The army initially said Abadi was a suspected militant, but later acknowledged he had not posed a threat to Israeli forces and was caught in crossfire with militants.
Video showing the 24-year-old strapped to the jeep circulated on social media, sparking widespread condemnation, including from the United States. Many said it showed that Israeli soldiers were using him as a human shield — a charge Israel has frequently leveled at Hamas as it battles the group in Gaza.
The military said it was investigating the incident and that it did not reflect its values. But Palestinians saw it as yet another act of brutality in Israel’s crackdown on the occupied West Bank, where violence has surged since Hamas’ Oct. 7 attack triggered the war in Gaza.
Abadi, speaking to media from a hospital bed on Tuesday, said he stepped outside his uncle’s house in the volatile West Bank city of Jenin on Saturday after he heard a commotion.
“I went outside to see what was happening, and looked towards the neighbors’ houses, where I saw the army,” he said. “When I tried to return to the house, heavy and indiscriminate gunfire was suddenly directed at me. My cousin who was near me was also hit.”
After he was shot in the arm, he hid behind his family’s car. Then he was shot again, in the foot. Unable to move, he called his father and told him he was about to die.
“I told him to try not to lose consciousness and to keep talking to me,” Raed Abadi said as he stood over his son’s hospital bed. “Suddenly, the call was disconnected.”
Raed later saw false reports on social media that a Palestinian had been killed in the raid. “I collapsed, because I was 90% sure it was my son,” he said.

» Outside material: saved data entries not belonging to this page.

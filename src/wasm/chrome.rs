use wasm_bindgen::{closure::Closure, JsCast, JsValue};
use web_sys::{
    Document, Element, Event, HtmlElement, KeyboardEvent, ScrollBehavior, ScrollToOptions, Window,
};

use super::{dom, SharedSite};
use crate::chrome::{self, AnchorAction, MenuState};
use crate::config::SiteConfig;

/// Route changes: `hashchange` plus clicks on `data-nav` elements.
pub fn install_router(window: &Window, document: &Document, site: &SharedSite, config: &SiteConfig) -> Result<(), JsValue> {
    let hash_closure = {
        let site = site.clone();
        let window = window.clone();
        Closure::wrap(Box::new(move || {
            let fragment = dom::current_fragment(&window);
            site.borrow_mut().on_fragment_change(&fragment);
        }) as Box<dyn FnMut()>)
    };
    window.add_event_listener_with_callback("hashchange", hash_closure.as_ref().unchecked_ref())?;
    hash_closure.forget();

    let click_closure = {
        let site = site.clone();
        let nav_selector = format!("[{}]", config.nav_attribute);
        let nav_attribute = config.nav_attribute;
        Closure::wrap(Box::new(move |event: Event| {
            let Some(link) = event
                .target()
                .and_then(|t| t.dyn_into::<Element>().ok())
                .and_then(|el| el.closest(&nav_selector).ok().flatten())
            else {
                return;
            };
            let token = link.get_attribute(nav_attribute).unwrap_or_default();
            if site.borrow_mut().on_nav_click(&token) {
                event.prevent_default();
            }
        }) as Box<dyn FnMut(Event)>)
    };
    document.add_event_listener_with_callback("click", click_closure.as_ref().unchecked_ref())?;
    click_closure.forget();
    Ok(())
}

fn apply_menu(state: &MenuState, toggle: &Element, menu: &Element, config: &SiteConfig) {
    dom::warn_on_err(
        "aria-expanded",
        toggle.set_attribute("aria-expanded", state.aria_expanded()),
    );
    let classes = menu.class_list();
    let result = if state.is_expanded() {
        classes.add_1(config.active_class)
    } else {
        classes.remove_1(config.active_class)
    };
    dom::warn_on_err("menu class", result);
    dom::warn_on_err("aria-hidden", menu.set_attribute("aria-hidden", state.aria_hidden()));
}

/// Mobile menu: toggle button, close on link click, close on Escape.
pub fn install_menu(document: &Document, site: &SharedSite, config: &SiteConfig) -> Result<(), JsValue> {
    let (Some(toggle), Some(menu)) = (
        document.query_selector(config.nav_toggle_selector)?,
        document.query_selector(config.mobile_menu_selector)?,
    ) else {
        log::debug!("no mobile menu on page");
        return Ok(());
    };

    let toggle_closure = {
        let (site, toggle_el, menu_el, config) = (site.clone(), toggle.clone(), menu.clone(), config.clone());
        Closure::wrap(Box::new(move || {
            let mut site = site.borrow_mut();
            let state = site.menu_mut();
            state.toggle();
            apply_menu(state, &toggle_el, &menu_el, &config);
        }) as Box<dyn FnMut()>)
    };
    toggle.add_event_listener_with_callback("click", toggle_closure.as_ref().unchecked_ref())?;
    toggle_closure.forget();

    for link in dom::query_all(document, &format!("{} a", config.mobile_menu_selector)) {
        let close_closure = {
            let (site, toggle_el, menu_el, config) = (site.clone(), toggle.clone(), menu.clone(), config.clone());
            Closure::wrap(Box::new(move || {
                let mut site = site.borrow_mut();
                let state = site.menu_mut();
                state.close();
                apply_menu(state, &toggle_el, &menu_el, &config);
            }) as Box<dyn FnMut()>)
        };
        link.add_event_listener_with_callback("click", close_closure.as_ref().unchecked_ref())?;
        close_closure.forget();
    }

    let key_closure = {
        let (site, toggle_el, menu_el, config) = (site.clone(), toggle.clone(), menu.clone(), config.clone());
        Closure::wrap(Box::new(move |event: KeyboardEvent| {
            if event.key() != "Escape" {
                return;
            }
            let mut site = site.borrow_mut();
            let state = site.menu_mut();
            if state.on_escape() {
                apply_menu(state, &toggle_el, &menu_el, &config);
                if let Some(button) = toggle_el.dyn_ref::<HtmlElement>() {
                    dom::warn_on_err("focus toggle", button.focus());
                }
            }
        }) as Box<dyn FnMut(KeyboardEvent)>)
    };
    document.add_event_listener_with_callback("keydown", key_closure.as_ref().unchecked_ref())?;
    key_closure.forget();
    Ok(())
}

/// Smooth scrolling for in-page anchors the router does not own.
pub fn install_anchors(window: &Window, document: &Document, config: &SiteConfig) -> Result<(), JsValue> {
    for anchor in dom::query_all(document, "a[href^=\"#\"]") {
        let closure = {
            let (window, document, link) = (window.clone(), document.clone(), anchor.clone());
            let nav_attribute = config.nav_attribute;
            let header_height = config.header_height;
            Closure::wrap(Box::new(move |event: Event| {
                let href = link.get_attribute("href").unwrap_or_default();
                let AnchorAction::SmoothScroll(id) =
                    chrome::classify_anchor(&href, link.has_attribute(nav_attribute))
                else {
                    return;
                };
                event.prevent_default();
                let Some(target) = document.get_element_by_id(&id) else {
                    return;
                };
                let top = chrome::anchor_scroll_target(
                    target.get_bounding_client_rect().top(),
                    window.scroll_y().unwrap_or(0.0),
                    header_height,
                );
                let options = ScrollToOptions::new();
                options.set_top(top);
                options.set_behavior(ScrollBehavior::Smooth);
                window.scroll_to_with_scroll_to_options(&options);
            }) as Box<dyn FnMut(Event)>)
        };
        anchor.add_event_listener_with_callback("click", closure.as_ref().unchecked_ref())?;
        closure.forget();
    }
    Ok(())
}

/// FAQ accordion: one answer open at a time.
pub fn install_faq(document: &Document, site: &SharedSite, config: &SiteConfig) -> Result<(), JsValue> {
    let items = dom::query_all(document, config.faq_item_selector);
    for (index, item) in items.iter().enumerate() {
        let Some(question) = item.query_selector(config.faq_question_selector)? else {
            continue;
        };
        let closure = {
            let (site, items, config) = (site.clone(), items.clone(), config.clone());
            Closure::wrap(Box::new(move || {
                let mut site = site.borrow_mut();
                let faq = site.faq_mut();
                faq.activate(index);
                for (i, item) in items.iter().enumerate() {
                    apply_faq_item(item, faq.is_open(i), &config);
                }
            }) as Box<dyn FnMut()>)
        };
        question.add_event_listener_with_callback("click", closure.as_ref().unchecked_ref())?;
        closure.forget();
    }
    Ok(())
}

fn apply_faq_item(item: &Element, open: bool, config: &SiteConfig) {
    let classes = item.class_list();
    let result = if open {
        classes.add_1(config.active_class)
    } else {
        classes.remove_1(config.active_class)
    };
    dom::warn_on_err("faq class", result);

    if let Ok(Some(question)) = item.query_selector(config.faq_question_selector) {
        let expanded = if open { "true" } else { "false" };
        dom::warn_on_err("faq aria-expanded", question.set_attribute("aria-expanded", expanded));
    }
    if let Ok(Some(answer)) = item.query_selector(config.faq_answer_selector) {
        let result = if open {
            answer.remove_attribute("hidden")
        } else {
            answer.set_attribute("hidden", "")
        };
        dom::warn_on_err("faq hidden", result);
    }
}

/// Repeat the slider's slides so the marquee loops without a gap.
pub fn duplicate_slider(document: &Document, config: &SiteConfig) -> Result<(), JsValue> {
    if let Some(slider) = document.query_selector(config.slider_selector)? {
        slider.set_inner_html(&chrome::duplicate_slides(&slider.inner_html()));
    }
    Ok(())
}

Abadi was not dead, but his suffering had just begun.
After a couple of hours, Israeli soldiers found him. He says they struck his head and face and in the areas where he had been shot. Then they dragged him by his legs, lifted him by his hands and feet and threw him onto the hood of the military jeep.
“I screamed because of the heat,” he said. “Then, one of the soldiers started cursing at me and told me to be quiet.”
The military said its forces had tied Abadi to the hood of the jeep to transport him to paramedics.
But Nebal Farsakh, a spokesperson for the Palestinian Red Crescent rescue service, said the army had sealed off the area and prevented paramedics from tending to the wounded for at least an hour.
In dashboard camera footage obtained by the news agencies, the jeep to which Abadi was tied drove past at least two ambulances. Abadi said he was lashed to the jeep for about half an hour before soldiers untied him and released him to paramedics.
In Washington, D.C., State Department spokesman Matthew Miller said the video was “shocking.”